A new installment of Journey of a New Christian. Click the “subscribe” button at the end to receive free weekly updates by email. New to the series? This introduction provides an overview.
Setting out to read the Bible in 2020, at age 71, I felt a surge of enthusiasm that reminded me of when I’d started my doctoral program 25 years earlier. Here was a new challenge, something entirely different from anything I had tackled before. The Pastor believed this was God’s explanation to us of His plan for mankind. I was eager to see for myself what that amounted to.
I already knew something about God through examination of my personal history and through prayer. Before I was even aware of Him, He had watched over me and shielded me from danger. He had call me out of a tumultuous life of radical activism and set me on course to the tranquil life I lived now.

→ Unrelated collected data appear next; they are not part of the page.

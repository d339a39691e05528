//! Outbound change notifications
//!
//! Services publish one `AnnotationEvent` per committed operation through an
//! `EventSink`, after the transaction commits and outside any lock.

mod dispatcher;
mod event;

pub use dispatcher::{DispatchResult, Dispatcher, EventReceiver, EventSender, EventSink, Subscription};
pub use event::{AnnotationEvent, EventKind};
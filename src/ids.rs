//! Opaque 128-bit identifiers
//!
//! Workspaces, documents, clusters and mentions are all keyed by UUIDs
//! supplied by (or handed back to) the caller. Each gets its own newtype so
//! a cluster id can never be passed where a mention id is expected.

use std::fmt;
use std::str::FromStr;

use serde::{Deserialize, Serialize};
use uuid::Uuid;

macro_rules! define_id {
    ($(#[$meta:meta])* $name:ident) => {
        $(#[$meta])*
        #[derive(Debug, Clone, Copy, PartialEq, Eq, PartialOrd, Ord, Hash, Serialize, Deserialize)]
        #[serde(transparent)]
        pub struct $name(Uuid);

        impl $name {
            /// Generate a fresh random identifier
            pub fn new() -> Self {
                Self(Uuid::new_v4())
            }

            /// Wrap an existing UUID
            pub fn from_uuid(uuid: Uuid) -> Self {
                Self(uuid)
            }

            /// Returns the underlying UUID
            pub fn as_uuid(&self) -> &Uuid {
                &self.0
            }
        }

        impl Default for $name {
            fn default() -> Self {
                Self::new()
            }
        }

        impl fmt::Display for $name {
            fn fmt(&self, f: &mut fmt::Formatter<'_>) -> fmt::Result {
                write!(f, "{}", self.0)
            }
        }

        impl FromStr for $name {
            type Err = uuid::Error;

            fn from_str(s: &str) -> Result<Self, Self::Err> {
                Uuid::parse_str(s).map(Self)
            }
        }

        impl From<Uuid> for $name {
            fn from(uuid: Uuid) -> Self {
                Self(uuid)
            }
        }
    };
}

define_id!(
    /// Identifies a workspace (the annotation scope)
    WorkspaceId
);
define_id!(
    /// Identifies an indexed document
    DocumentId
);
define_id!(
    /// Identifies a coreference cluster
    ClusterId
);
define_id!(
    /// Identifies a single mention within a cluster
    MentionId
);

Since the fall of 2002 I had prayed regularly, in the process learning about God’s will, his timing, and what pleases and displeases him. Through prayer, many of my plans flourished, but a few failed spectacularly. Over a 2-year period (2010-2012) I applied for Dean’s jobs at colleges and universities, prayed over every submission, and was turned down 28 times before being hired on the 29th. But what a blessing it turned out to be, moving across the country to take that 29th job! It was at that destination that I met my wife. It was there that I started attending church and the Pastor opened my eyes to the importance of the Bible. From my experience of prayer I recognize that God not only can see into the future, He is orchestrating my life life in ways I would never have dreamed of.
What I did not understand was why people believed Jesus was His son. In the hope of filling that gap in my Christian knowledge, I started my reading not in Genesis, as someone setting out to read the whole Bible would normally do, but rather with the first mention of Jesus in the gospel of Matthew.

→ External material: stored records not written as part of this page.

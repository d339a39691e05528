//! In-memory tables
//!
//! Layout mirrors the persisted model:
//!
//! - `tokens`: keyed by `(document, global_index)`, with a unique secondary
//!   key `(document, sentence_index, token_index)`
//! - `clusters`: keyed by id, with a `(workspace, ordinal)` listing index
//! - `mentions`: keyed by id, with a `(cluster, ordinal)` listing index and a
//!   foreign key to `clusters`
//!
//! All maps are BTreeMaps so every enumeration is deterministic and range
//! scans over a document or a cluster are a single `range` call.
//!
//! Constraint checks run before any map is touched, so a rejected mutation
//! leaves the tables unchanged.

use std::collections::{BTreeMap, BTreeSet};

use crate::annotation::{Cluster, Mention};
use crate::ids::{ClusterId, DocumentId, MentionId, WorkspaceId};
use crate::text_index::Token;

use super::errors::{StorageError, StorageResult};
use super::mutation::Mutation;

/// Row counts across all tables
#[derive(Debug, Clone, Copy, Default, PartialEq, Eq, serde::Serialize)]
pub struct TableStats {
    pub documents: usize,
    pub tokens: usize,
    pub clusters: usize,
    pub mentions: usize,
}

#[derive(Debug, Default)]
pub struct Tables {
    tokens: BTreeMap<(DocumentId, u32), Token>,
    token_positions: BTreeMap<(DocumentId, u32, u32), u32>,
    clusters: BTreeMap<ClusterId, Cluster>,
    clusters_by_workspace: BTreeMap<(WorkspaceId, u64), ClusterId>,
    mentions: BTreeMap<MentionId, Mention>,
    mentions_by_cluster: BTreeMap<(ClusterId, u64), MentionId>,
    /// Highest cluster or mention ordinal ever inserted
    last_ordinal: u64,
}

impl Tables {
    pub fn new() -> Self {
        Self::default()
    }

    // ------------------------------------------------------------------
    // Mutation
    // ------------------------------------------------------------------

    /// Apply a mutation, returning its exact inverse.
    pub fn apply(&mut self, mutation: &Mutation) -> StorageResult<Mutation> {
        match mutation {
            Mutation::InsertTokens {
                document_id,
                tokens,
            } => self.insert_tokens(*document_id, tokens),
            Mutation::DeleteDocument { document_id } => Ok(self.delete_document(*document_id)),
            Mutation::InsertCluster { cluster } => self.insert_cluster(cluster),
            Mutation::DeleteCluster { cluster_id } => self.delete_cluster(*cluster_id),
            Mutation::InsertMention { mention } => self.insert_mention(mention),
            Mutation::DeleteMention { mention_id } => self.delete_mention(*mention_id),
        }
    }

    fn insert_tokens(&mut self, document_id: DocumentId, tokens: &[Token]) -> StorageResult<Mutation> {
        if self.has_document(document_id) {
            return Err(StorageError::constraint_violation(format!(
                "document {} already has tokens",
                document_id
            )));
        }

        let mut globals = BTreeSet::new();
        let mut positions = BTreeSet::new();
        for token in tokens {
            if token.document_id != document_id {
                return Err(StorageError::constraint_violation(format!(
                    "token {} belongs to document {}, not {}",
                    token.global_index, token.document_id, document_id
                )));
            }
            if !globals.insert(token.global_index) {
                return Err(StorageError::constraint_violation(format!(
                    "duplicate global index {} in document {}",
                    token.global_index, document_id
                )));
            }
            if !positions.insert((token.sentence_index, token.token_index)) {
                return Err(StorageError::constraint_violation(format!(
                    "duplicate position ({}, {}) in document {}",
                    token.sentence_index, token.token_index, document_id
                )));
            }
        }

        for token in tokens {
            self.token_positions.insert(
                (document_id, token.sentence_index, token.token_index),
                token.global_index,
            );
            self.tokens
                .insert((document_id, token.global_index), token.clone());
        }

        Ok(Mutation::DeleteDocument { document_id })
    }

    fn delete_document(&mut self, document_id: DocumentId) -> Mutation {
        let keys: Vec<(DocumentId, u32)> = self
            .tokens
            .range((document_id, 0)..=(document_id, u32::MAX))
            .map(|(k, _)| *k)
            .collect();

        let mut removed = Vec::with_capacity(keys.len());
        for key in keys {
            if let Some(token) = self.tokens.remove(&key) {
                self.token_positions.remove(&(
                    document_id,
                    token.sentence_index,
                    token.token_index,
                ));
                removed.push(token);
            }
        }

        Mutation::InsertTokens {
            document_id,
            tokens: removed,
        }
    }

    fn insert_cluster(&mut self, cluster: &Cluster) -> StorageResult<Mutation> {
        if self.clusters.contains_key(&cluster.id) {
            return Err(StorageError::constraint_violation(format!(
                "cluster {} already exists",
                cluster.id
            )));
        }
        let listing_key = (cluster.workspace_id, cluster.ordinal);
        if self.clusters_by_workspace.contains_key(&listing_key) {
            return Err(StorageError::constraint_violation(format!(
                "cluster ordinal {} already used in workspace {}",
                cluster.ordinal, cluster.workspace_id
            )));
        }

        self.clusters_by_workspace.insert(listing_key, cluster.id);
        self.clusters.insert(cluster.id, cluster.clone());
        self.last_ordinal = self.last_ordinal.max(cluster.ordinal);

        Ok(Mutation::DeleteCluster {
            cluster_id: cluster.id,
        })
    }

    fn delete_cluster(&mut self, cluster_id: ClusterId) -> StorageResult<Mutation> {
        if self.mention_count(cluster_id) > 0 {
            return Err(StorageError::constraint_violation(format!(
                "cluster {} still owns mentions",
                cluster_id
            )));
        }
        let cluster = self.clusters.remove(&cluster_id).ok_or_else(|| {
            StorageError::constraint_violation(format!("cluster {} does not exist", cluster_id))
        })?;
        self.clusters_by_workspace
            .remove(&(cluster.workspace_id, cluster.ordinal));

        Ok(Mutation::InsertCluster { cluster })
    }

    fn insert_mention(&mut self, mention: &Mention) -> StorageResult<Mutation> {
        if self.mentions.contains_key(&mention.id) {
            return Err(StorageError::constraint_violation(format!(
                "mention {} already exists",
                mention.id
            )));
        }
        if !self.clusters.contains_key(&mention.cluster_id) {
            return Err(StorageError::constraint_violation(format!(
                "mention {} references missing cluster {}",
                mention.id, mention.cluster_id
            )));
        }
        if mention.token_start_index > mention.token_end_index {
            return Err(StorageError::constraint_violation(format!(
                "mention {} has inverted span [{}, {}]",
                mention.id, mention.token_start_index, mention.token_end_index
            )));
        }
        let listing_key = (mention.cluster_id, mention.ordinal);
        if self.mentions_by_cluster.contains_key(&listing_key) {
            return Err(StorageError::constraint_violation(format!(
                "mention ordinal {} already used in cluster {}",
                mention.ordinal, mention.cluster_id
            )));
        }

        self.mentions_by_cluster.insert(listing_key, mention.id);
        self.mentions.insert(mention.id, mention.clone());
        self.last_ordinal = self.last_ordinal.max(mention.ordinal);

        Ok(Mutation::DeleteMention {
            mention_id: mention.id,
        })
    }

    fn delete_mention(&mut self, mention_id: MentionId) -> StorageResult<Mutation> {
        let mention = self.mentions.remove(&mention_id).ok_or_else(|| {
            StorageError::constraint_violation(format!("mention {} does not exist", mention_id))
        })?;
        self.mentions_by_cluster
            .remove(&(mention.cluster_id, mention.ordinal));

        Ok(Mutation::InsertMention { mention })
    }

    // ------------------------------------------------------------------
    // Tokens
    // ------------------------------------------------------------------

    /// Tokens with global index in `[start, end]`, ascending. Empty when
    /// `start > end`.
    pub fn tokens_in_range(
        &self,
        document_id: DocumentId,
        start: u32,
        end: u32,
    ) -> impl Iterator<Item = &Token> + '_ {
        // BTreeMap::range panics on an inverted range
        let range = (start <= end)
            .then(|| self.tokens.range((document_id, start)..=(document_id, end)));
        range.into_iter().flatten().map(|(_, t)| t)
    }

    /// All tokens of a document in global order.
    pub fn document_tokens(&self, document_id: DocumentId) -> impl Iterator<Item = &Token> + '_ {
        self.tokens
            .range((document_id, 0)..=(document_id, u32::MAX))
            .map(|(_, t)| t)
    }

    pub fn max_global_index(&self, document_id: DocumentId) -> Option<u32> {
        self.tokens
            .range((document_id, 0)..=(document_id, u32::MAX))
            .next_back()
            .map(|((_, global), _)| *global)
    }

    /// Look a token up by its sentence-local position.
    pub fn token_at(
        &self,
        document_id: DocumentId,
        sentence_index: u32,
        token_index: u32,
    ) -> Option<&Token> {
        let global = self
            .token_positions
            .get(&(document_id, sentence_index, token_index))?;
        self.tokens.get(&(document_id, *global))
    }

    pub fn token_count(&self, document_id: DocumentId) -> usize {
        self.document_tokens(document_id).count()
    }

    pub fn has_document(&self, document_id: DocumentId) -> bool {
        self.document_tokens(document_id).next().is_some()
    }

    // ------------------------------------------------------------------
    // Clusters & mentions
    // ------------------------------------------------------------------

    pub fn cluster(&self, cluster_id: ClusterId) -> Option<&Cluster> {
        self.clusters.get(&cluster_id)
    }

    /// Clusters of a workspace in creation order.
    pub fn clusters_in_workspace(
        &self,
        workspace_id: WorkspaceId,
    ) -> impl Iterator<Item = &Cluster> + '_ {
        self.clusters_by_workspace
            .range((workspace_id, 0)..=(workspace_id, u64::MAX))
            .filter_map(|(_, id)| self.clusters.get(id))
    }

    pub fn mention(&self, mention_id: MentionId) -> Option<&Mention> {
        self.mentions.get(&mention_id)
    }

    /// Mentions of a cluster in creation order.
    pub fn mentions_in_cluster(&self, cluster_id: ClusterId) -> impl Iterator<Item = &Mention> + '_ {
        self.mentions_by_cluster
            .range((cluster_id, 0)..=(cluster_id, u64::MAX))
            .filter_map(|(_, id)| self.mentions.get(id))
    }

    pub fn mention_count(&self, cluster_id: ClusterId) -> usize {
        self.mentions_by_cluster
            .range((cluster_id, 0)..=(cluster_id, u64::MAX))
            .count()
    }

    /// Next ordinal to hand out for a cluster or mention.
    pub fn next_ordinal(&self) -> u64 {
        self.last_ordinal + 1
    }

    pub fn stats(&self) -> TableStats {
        let documents = self
            .tokens
            .keys()
            .map(|(doc, _)| *doc)
            .collect::<BTreeSet<_>>()
            .len();
        TableStats {
            documents,
            tokens: self.tokens.len(),
            clusters: self.clusters.len(),
            mentions: self.mentions.len(),
        }
    }
}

The story of Jesus’ life was familiar. Every Sunday at my Episcopal boarding school, the Rector would read a passage from one of the gospels. In five years there, I had probably heard nearly everything in them. But now I was reading them on my own, in sequence, to try to understand what I’d missed. I wasn’t studying for a test or waiting for the Rector to stop reading. I was searching for meaning. It was a very different experience.
As narrative, I find the gospels very engaging. Even if you’ve heard them or read them before, you find yourself carried along by the story. But that very fact makes it difficult to dig beneath the surface and figure out what you’re missing.
I didn’t have any particular plan in mind to find what I was searching for. I did, however, have a study Bible—the NIV Cultural Backgrounds Study Bible, a thick volume my wife had carried with her for years and now offered as an aid in my reading. It included extended notes on the text as well as pictures, maps, and brief historical essays explaining the geography, culture, and history for each book of the Bible. For Matthew, there was a discussion of the importance of genealogies in ancient Jewish culture, a map tracing Mary and Joseph’s route from Nazareth to Bethlehem to Egypt and back, and a photograph of a first-century Roman house key.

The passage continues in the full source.